TASK STATEMENT -
Only an exact repetition of every entry counts as the answer.

EXTRACTED MATERIAL -

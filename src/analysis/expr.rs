//! Literal views of Python expressions.
//!
//! Pattern matchers downstream only care about a handful of shapes (string
//! literals, templated strings, lists of strings, dotted names). Everything
//! else is kept as source text.

use crate::parse::common::{named_children, node_text};
use serde::Serialize;

#[derive(Debug, Clone, Serialize, PartialEq, Eq)]
#[serde(tag = "kind", content = "value", rename_all = "snake_case")]
pub enum ArgValue {
    /// Plain string literal, quotes and prefix removed.
    Str(String),
    /// f-string or `"...".format(...)`; the body is kept with its `{...}` placeholders.
    Template(String),
    /// List, tuple or set display.
    List(Vec<ArgValue>),
    /// Any other expression, as written.
    Expr(String),
}

impl ArgValue {
    pub fn as_str(&self) -> Option<&str> {
        match self {
            ArgValue::Str(s) => Some(s),
            _ => None,
        }
    }

    /// String items of a list display; `None` if any item is not a plain string.
    pub fn as_str_list(&self) -> Option<Vec<&str>> {
        match self {
            ArgValue::List(items) => items.iter().map(ArgValue::as_str).collect(),
            _ => None,
        }
    }

    /// Source-like rendering, used when a value has to be reported verbatim.
    pub fn render(&self) -> String {
        match self {
            ArgValue::Str(s) | ArgValue::Template(s) | ArgValue::Expr(s) => s.clone(),
            ArgValue::List(items) => {
                let inner: Vec<String> = items.iter().map(ArgValue::render).collect();
                format!("[{}]", inner.join(", "))
            }
        }
    }
}

#[derive(Debug, Clone, Serialize, PartialEq, Eq)]
pub struct Argument {
    #[serde(skip_serializing_if = "Option::is_none")]
    pub keyword: Option<String>,
    pub value: ArgValue,
}

/// Positional argument `index`, if present.
pub fn positional(args: &[Argument], index: usize) -> Option<&ArgValue> {
    args.iter()
        .filter(|a| a.keyword.is_none())
        .nth(index)
        .map(|a| &a.value)
}

/// Keyword argument `name`, if present.
pub fn keyword<'a>(args: &'a [Argument], name: &str) -> Option<&'a ArgValue> {
    args.iter()
        .find(|a| a.keyword.as_deref() == Some(name))
        .map(|a| &a.value)
}

/// Read an `argument_list` node.
pub fn arguments(node: tree_sitter::Node<'_>, source: &[u8]) -> Vec<Argument> {
    named_children(node)
        .into_iter()
        .map(|child| match child.kind() {
            "keyword_argument" => {
                let name = child
                    .child_by_field_name("name")
                    .map(|n| node_text(n, source).to_string());
                let value = child
                    .child_by_field_name("value")
                    .map(|v| arg_value(v, source))
                    .unwrap_or_else(|| ArgValue::Expr(String::new()));
                Argument {
                    keyword: name,
                    value,
                }
            }
            _ => Argument {
                keyword: None,
                value: arg_value(child, source),
            },
        })
        .collect()
}

pub fn arg_value(node: tree_sitter::Node<'_>, source: &[u8]) -> ArgValue {
    match node.kind() {
        "string" | "concatenated_string" => string_value(node, source)
            .unwrap_or_else(|| ArgValue::Expr(node_text(node, source).to_string())),
        "list" | "tuple" | "set" => ArgValue::List(
            named_children(node)
                .into_iter()
                .map(|item| arg_value(item, source))
                .collect(),
        ),
        "parenthesized_expression" => match named_children(node).as_slice() {
            [inner] => arg_value(*inner, source),
            _ => ArgValue::Expr(node_text(node, source).to_string()),
        },
        "call" => format_template(node, source)
            .unwrap_or_else(|| ArgValue::Expr(node_text(node, source).to_string())),
        _ => ArgValue::Expr(node_text(node, source).to_string()),
    }
}

/// `"...".format(...)` keeps the receiver string as a template.
fn format_template(call: tree_sitter::Node<'_>, source: &[u8]) -> Option<ArgValue> {
    let function = call.child_by_field_name("function")?;
    if function.kind() != "attribute" {
        return None;
    }
    let attribute = function.child_by_field_name("attribute")?;
    if node_text(attribute, source) != "format" {
        return None;
    }
    let object = function.child_by_field_name("object")?;
    match string_value(object, source)? {
        ArgValue::Str(s) | ArgValue::Template(s) => Some(ArgValue::Template(s)),
        _ => None,
    }
}

/// Value of a `string` or `concatenated_string` node.
pub fn string_value(node: tree_sitter::Node<'_>, source: &[u8]) -> Option<ArgValue> {
    match node.kind() {
        "string" => {
            let (prefix, body) = split_string_literal(node_text(node, source))?;
            let formatted = prefix.contains(['f', 'F']);
            if formatted && body.contains('{') {
                Some(ArgValue::Template(body.to_string()))
            } else {
                Some(ArgValue::Str(body.to_string()))
            }
        }
        "concatenated_string" => {
            let mut text = String::new();
            let mut templated = false;
            for part in named_children(node) {
                match string_value(part, source)? {
                    ArgValue::Str(s) => text.push_str(&s),
                    ArgValue::Template(s) => {
                        templated = true;
                        text.push_str(&s);
                    }
                    _ => return None,
                }
            }
            Some(if templated {
                ArgValue::Template(text)
            } else {
                ArgValue::Str(text)
            })
        }
        _ => None,
    }
}

/// Split a string literal into its prefix (`f`, `rb`, ...) and body without quotes.
pub fn split_string_literal(text: &str) -> Option<(&str, &str)> {
    let quote_at = text.find(['"', '\''])?;
    let (prefix, quoted) = text.split_at(quote_at);
    for quote in ["\"\"\"", "'''", "\"", "'"] {
        if quoted.len() >= 2 * quote.len() && quoted.starts_with(quote) && quoted.ends_with(quote)
        {
            return Some((prefix, &quoted[quote.len()..quoted.len() - quote.len()]));
        }
    }
    None
}

/// Docstring text with quotes removed and surrounding whitespace trimmed.
pub fn clean_docstring(text: &str) -> String {
    split_string_literal(text)
        .map(|(_, body)| body.trim().to_string())
        .unwrap_or_else(|| text.trim().to_string())
}

/// Segments of a pure dotted name (`a`, `a.b.c`); `None` for any other shape.
pub fn dotted_path(node: tree_sitter::Node<'_>, source: &[u8]) -> Option<Vec<String>> {
    match node.kind() {
        "identifier" => Some(vec![node_text(node, source).to_string()]),
        "attribute" => {
            let mut path = dotted_path(node.child_by_field_name("object")?, source)?;
            path.push(node_text(node.child_by_field_name("attribute")?, source).to_string());
            Some(path)
        }
        _ => None,
    }
}

/// Strip subscripts and call parentheses from a base-class expression:
/// `Generic[T]` → `Generic`, `typing.Protocol` stays as written.
pub fn base_name(expr: &str) -> &str {
    let end = expr.find(['[', '(']).unwrap_or(expr.len());
    expr[..end].trim()
}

RESPONSE TO THIS TASK -
filename src/analysis/expr.rs
//! Literal views of Python expressions.
//!
//! Pattern matchers downstream only care about a handful of shapes (string
//! literals, templated strings, lists of strings, dotted names). Everything
//! else is kept as source text.

use crate::parse::common::{named_children, node_text};
use serde::Serialize;

#[derive(Debug, Clone, Serialize, PartialEq, Eq)]
#[serde(tag = "kind", content = "value", rename_all = "snake_case")]
pub enum ArgValue {
    /// Plain string literal, quotes and prefix removed.
    Str(String),
    /// f-string or `"...".format(...)`; the body is kept with its `{...}` placeholders.
    Template(String),
    /// List, tuple or set display.
    List(Vec<ArgValue>),
    /// Any other expression, as written.
    Expr(String),
}

impl ArgValue {
    pub fn as_str(&self) -> Option<&str> {
        match self {
            ArgValue::Str(s) => Some(s),
            _ => None,
        }
    }

    /// String items of a list display; `None` if any item is not a plain string.
    pub fn as_str_list(&self) -> Option<Vec<&str>> {
        match self {
            ArgValue::List(items) => items.iter().map(ArgValue::as_str).collect(),
            _ => None,
        }
    }

    /// Source-like rendering, used when a value has to be reported verbatim.
    pub fn render(&self) -> String {
        match self {
            ArgValue::Str(s) | ArgValue::Template(s) | ArgValue::Expr(s) => s.clone(),
            ArgValue::List(items) => {
                let inner: Vec<String> = items.iter().map(ArgValue::render).collect();
                format!("[{}]", inner.join(", "))
            }
        }
    }
}

#[derive(Debug, Clone, Serialize, PartialEq, Eq)]
pub struct Argument {
    #[serde(skip_serializing_if = "Option::is_none")]
    pub keyword: Option<String>,
    pub value: ArgValue,
}

/// Positional argument `index`, if present.
pub fn positional(args: &[Argument], index: usize) -> Option<&ArgValue> {
    args.iter()
        .filter(|a| a.keyword.is_none())
        .nth(index)
        .map(|a| &a.value)
}

/// Keyword argument `name`, if present.
pub fn keyword<'a>(args: &'a [Argument], name: &str) -> Option<&'a ArgValue> {
    args.iter()
        .find(|a| a.keyword.as_deref() == Some(name))
        .map(|a| &a.value)
}

/// Read an `argument_list` node.
pub fn arguments(node: tree_sitter::Node<'_>, source: &[u8]) -> Vec<Argument> {
    named_children(node)
        .into_iter()
        .map(|child| match child.kind() {
            "keyword_argument" => {
                let name = child
                    .child_by_field_name("name")
                    .map(|n| node_text(n, source).to_string());
                let value = child
                    .child_by_field_name("value")
                    .map(|v| arg_value(v, source))
                    .unwrap_or_else(|| ArgValue::Expr(String::new()));
                Argument {
                    keyword: name,
                    value,
                }
            }
            _ => Argument {
                keyword: None,
                value: arg_value(child, source),
            },
        })
        .collect()
}

pub fn arg_value(node: tree_sitter::Node<'_>, source: &[u8]) -> ArgValue {
    match node.kind() {
        "string" | "concatenated_string" => string_value(node, source)
            .unwrap_or_else(|| ArgValue::Expr(node_text(node, source).to_string())),
        "list" | "tuple" | "set" => ArgValue::List(
            named_children(node)
                .into_iter()
                .map(|item| arg_value(item, source))
                .collect(),
        ),
        "parenthesized_expression" => match named_children(node).as_slice() {
            [inner] => arg_value(*inner, source),
            _ => ArgValue::Expr(node_text(node, source).to_string()),
        },
        "call" => format_template(node, source)
            .unwrap_or_else(|| ArgValue::Expr(node_text(node, source).to_string())),
        _ => ArgValue::Expr(node_text(node, source).to_string()),
    }
}

/// `"...".format(...)` keeps the receiver string as a template.
fn format_template(call: tree_sitter::Node<'_>, source: &[u8]) -> Option<ArgValue> {
    let function = call.child_by_field_name("function")?;
    if function.kind() != "attribute" {
        return None;
    }
    let attribute = function.child_by_field_name("attribute")?;
    if node_text(attribute, source) != "format" {
        return None;
    }
    let object = function.child_by_field_name("object")?;
    match string_value(object, source)? {
        ArgValue::Str(s) | ArgValue::Template(s) => Some(ArgValue::Template(s)),
        _ => None,
    }
}

/// Value of a `string` or `concatenated_string` node.
pub fn string_value(node: tree_sitter::Node<'_>, source: &[u8]) -> Option<ArgValue> {
    match node.kind() {
        "string" => {
            let (prefix, body) = split_string_literal(node_text(node, source))?;
            let formatted = prefix.contains(['f', 'F']);
            if formatted && body.contains('{') {
                Some(ArgValue::Template(body.to_string()))
            } else {
                Some(ArgValue::Str(body.to_string()))
            }
        }
        "concatenated_string" => {
            let mut text = String::new();
            let mut templated = false;
            for part in named_children(node) {
                match string_value(part, source)? {
                    ArgValue::Str(s) => text.push_str(&s),
                    ArgValue::Template(s) => {
                        templated = true;
                        text.push_str(&s);
                    }
                    _ => return None,
                }
            }
            Some(if templated {
                ArgValue::Template(text)
            } else {
                ArgValue::Str(text)
            })
        }
        _ => None,
    }
}

/// Split a string literal into its prefix (`f`, `rb`, ...) and body without quotes.
pub fn split_string_literal(text: &str) -> Option<(&str, &str)> {
    let quote_at = text.find(['"', '\''])?;
    let (prefix, quoted) = text.split_at(quote_at);
    for quote in ["\"\"\"", "'''", "\"", "'"] {
        if quoted.len() >= 2 * quote.len() && quoted.starts_with(quote) && quoted.ends_with(quote)
        {
            return Some((prefix, &quoted[quote.len()..quoted.len() - quote.len()]));
        }
    }
    None
}

/// Docstring text with quotes removed and surrounding whitespace trimmed.
pub fn clean_docstring(text: &str) -> String {
    split_string_literal(text)
        .map(|(_, body)| body.trim().to_string())
        .unwrap_or_else(|| text.trim().to_string())
}

/// Segments of a pure dotted name (`a`, `a.b.c`); `None` for any other shape.
pub fn dotted_path(node: tree_sitter::Node<'_>, source: &[u8]) -> Option<Vec<String>> {
    match node.kind() {
        "identifier" => Some(vec![node_text(node, source).to_string()]),
        "attribute" => {
            let mut path = dotted_path(node.child_by_field_name("object")?, source)?;
            path.push(node_text(node.child_by_field_name("attribute")?, source).to_string());
            Some(path)
        }
        _ => None,
    }
}

/// Strip subscripts and call parentheses from a base-class expression:
/// `Generic[T]` → `Generic`, `typing.Protocol` stays as written.
pub fn base_name(expr: &str) -> &str {
    let end = expr.find(['[', '(']).unwrap_or(expr.len());
    expr[..end].trim()
}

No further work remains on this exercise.